Taming the LIDAR Beast with MapD
Try HeavyIQ Conversational Analytics on 400 million tweets
Download HEAVY.AI Free, a full-featured version available for use at no cost.
GET FREE LICENSEIn this post, I’ll describe how to import LIDAR data into MapD and do some simple visualizations of massive point datasets. In a subsequent post, I’ll show how to “enrich” traditional GIS data with valuable 3D attributes using MapD’s new geoprocessing capabilities.
Note: A Jupyter Notebook containing full code examples will shortly be available.
What is LIDAR?
LIDAR (light detection and ranging) is rapidly-emerging form of “reality capture.” Available from either ground, vehicle or aerial sensors, LIDAR provides 3D point clouds describing the surfaces of objects and the planet, in considerable detail. As an active sensing product, it has the ability to “see through” clouds, and measure the heights of millions of objects. However this data is often not used to its full potential.

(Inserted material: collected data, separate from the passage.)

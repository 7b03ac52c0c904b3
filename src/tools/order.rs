//! 订单工具
//!
//! fetch_order_details / check_delivery_status / modify_order / cancel_order。
//! 修改与取消仅对未发货（PENDING/CONFIRMED）订单生效。

use std::sync::Arc;

use async_trait::async_trait;
use serde_json::{json, Value};

use crate::tools::store::{DemoStore, OrderStatus};
use crate::tools::{Tool, ToolResult};

fn order_number_arg(args: &Value) -> Option<&str> {
    args.get("order_number").and_then(|v| v.as_str())
}

/// 按订单号取完整订单信息
pub struct FetchOrderDetailsTool {
    store: Arc<DemoStore>,
}

impl FetchOrderDetailsTool {
    pub fn new(store: Arc<DemoStore>) -> Self {
        Self { store }
    }
}

#[async_trait]
impl Tool for FetchOrderDetailsTool {
    fn name(&self) -> &str {
        "fetch_order_details"
    }

    fn description(&self) -> &str {
        "Fetches complete order details by order number"
    }

    fn parameters_schema(&self) -> Value {
        json!({
            "type": "object",
            "properties": {
                "order_number": { "type": "string", "description": "Order number" }
            },
            "required": ["order_number"]
        })
    }

    async fn execute(&self, args: &Value) -> ToolResult {
        let Some(number) = order_number_arg(args) else {
            return ToolResult::fail("order_number is required");
        };
        match self.store.order(number) {
            Some(order) => ToolResult::ok(json!({
                "order_number": order.order_number,
                "status": order.status,
                "items": order.items,
                "total_amount": order.total_amount,
                "tracking_number": order.tracking_number,
            })),
            None => ToolResult::fail(format!("Order {number} not found")),
        }
    }
}

/// 查询配送状态与追踪号
pub struct CheckDeliveryStatusTool {
    store: Arc<DemoStore>,
}

impl CheckDeliveryStatusTool {
    pub fn new(store: Arc<DemoStore>) -> Self {
        Self { store }
    }
}

#[async_trait]
impl Tool for CheckDeliveryStatusTool {
    fn name(&self) -> &str {
        "check_delivery_status"
    }

    fn description(&self) -> &str {
        "Checks delivery status and tracking"
    }

    fn parameters_schema(&self) -> Value {
        json!({
            "type": "object",
            "properties": {
                "order_number": { "type": "string" }
            },
            "required": ["order_number"]
        })
    }

    async fn execute(&self, args: &Value) -> ToolResult {
        let Some(number) = order_number_arg(args) else {
            return ToolResult::fail("order_number is required");
        };
        match self.store.order(number) {
            Some(order) => ToolResult::ok(json!({
                "status": order.status,
                "tracking_number": order.tracking_number,
                "estimated_delivery": order.estimated_delivery,
            })),
            None => ToolResult::fail("Order not found"),
        }
    }
}

/// 修改未发货订单（当前支持更新收货地址）
pub struct ModifyOrderTool {
    store: Arc<DemoStore>,
}

impl ModifyOrderTool {
    pub fn new(store: Arc<DemoStore>) -> Self {
        Self { store }
    }
}

#[async_trait]
impl Tool for ModifyOrderTool {
    fn name(&self) -> &str {
        "modify_order"
    }

    fn description(&self) -> &str {
        "Modifies order (if not shipped)"
    }

    fn parameters_schema(&self) -> Value {
        json!({
            "type": "object",
            "properties": {
                "order_number": { "type": "string" },
                "modifications": { "type": "object" }
            },
            "required": ["order_number", "modifications"]
        })
    }

    async fn execute(&self, args: &Value) -> ToolResult {
        let Some(number) = order_number_arg(args) else {
            return ToolResult::fail("order_number is required");
        };
        let Some(modifications) = args.get("modifications").filter(|m| m.is_object()) else {
            return ToolResult::fail("modifications object is required");
        };

        let outcome = self.store.with_order_mut(number, |order| {
            if !order.status.is_mutable() {
                return Err(format!(
                    "Order {} can no longer be modified (status: {:?})",
                    order.order_number, order.status
                ));
            }
            if let Some(address) = modifications.get("shipping_address") {
                order.shipping_address = address.clone();
            }
            Ok(())
        });

        match outcome {
            Some(Ok(())) => ToolResult::ok(json!({ "message": "Order modified" })),
            Some(Err(reason)) => ToolResult::fail(reason),
            None => ToolResult::fail(format!("Order {number} not found")),
        }
    }
}

/// 取消未发货订单
pub struct CancelOrderTool {
    store: Arc<DemoStore>,
}

impl CancelOrderTool {
    pub fn new(store: Arc<DemoStore>) -> Self {
        Self { store }
    }
}

#[async_trait]
impl Tool for CancelOrderTool {
    fn name(&self) -> &str {
        "cancel_order"
    }

    fn description(&self) -> &str {
        "Cancels order (if not shipped)"
    }

    fn parameters_schema(&self) -> Value {
        json!({
            "type": "object",
            "properties": {
                "order_number": { "type": "string" },
                "reason": { "type": "string" }
            },
            "required": ["order_number"]
        })
    }

    async fn execute(&self, args: &Value) -> ToolResult {
        let Some(number) = order_number_arg(args) else {
            return ToolResult::fail("order_number is required");
        };

        let outcome = self.store.with_order_mut(number, |order| {
            if !order.status.is_mutable() {
                return Err(format!(
                    "Order {} can no longer be cancelled (status: {:?})",
                    order.order_number, order.status
                ));
            }
            order.status = OrderStatus::Cancelled;
            order.tracking_number = None;
            order.estimated_delivery = None;
            Ok(())
        });

        match outcome {
            Some(Ok(())) => ToolResult::ok(json!({ "message": "Order cancelled" })),
            Some(Err(reason)) => ToolResult::fail(reason),
            None => ToolResult::fail(format!("Order {number} not found")),
        }
    }
}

This is mostly because LIDAR data is typically huge, and its technical structure as captured and delivered is not immediately useful in common geospatial, database or business intelligence applications.
The Challenges
In dealing with LIDAR data, you will likely encounter a few common challenges:
- Finding such data in the first place
- Folders full of illegibly-named files in obscure formats
- The need to convert coordinate systems and merge tiles
- Difficulty manipulating & interpreting the data due to its sheer size
Fortunately, a scalable SQL database with GPU computing provides some good solutions. So let’s take those challenges one by one. Once you have your data in MapD, you’ll be able to deal with LIDAR as a single well-structured table, with interactive performance on huge datasets.
1) Finding LIDAR Data
There are many sources of LIDAR data, including many local governments. In general, LIDAR data are provided in two formats sanctioned by the International Society of Photogrammetry and Remote sensing (ISPRS): LAS and LAZ. By searching for files with those extensions, you can find and identify LIDAR data.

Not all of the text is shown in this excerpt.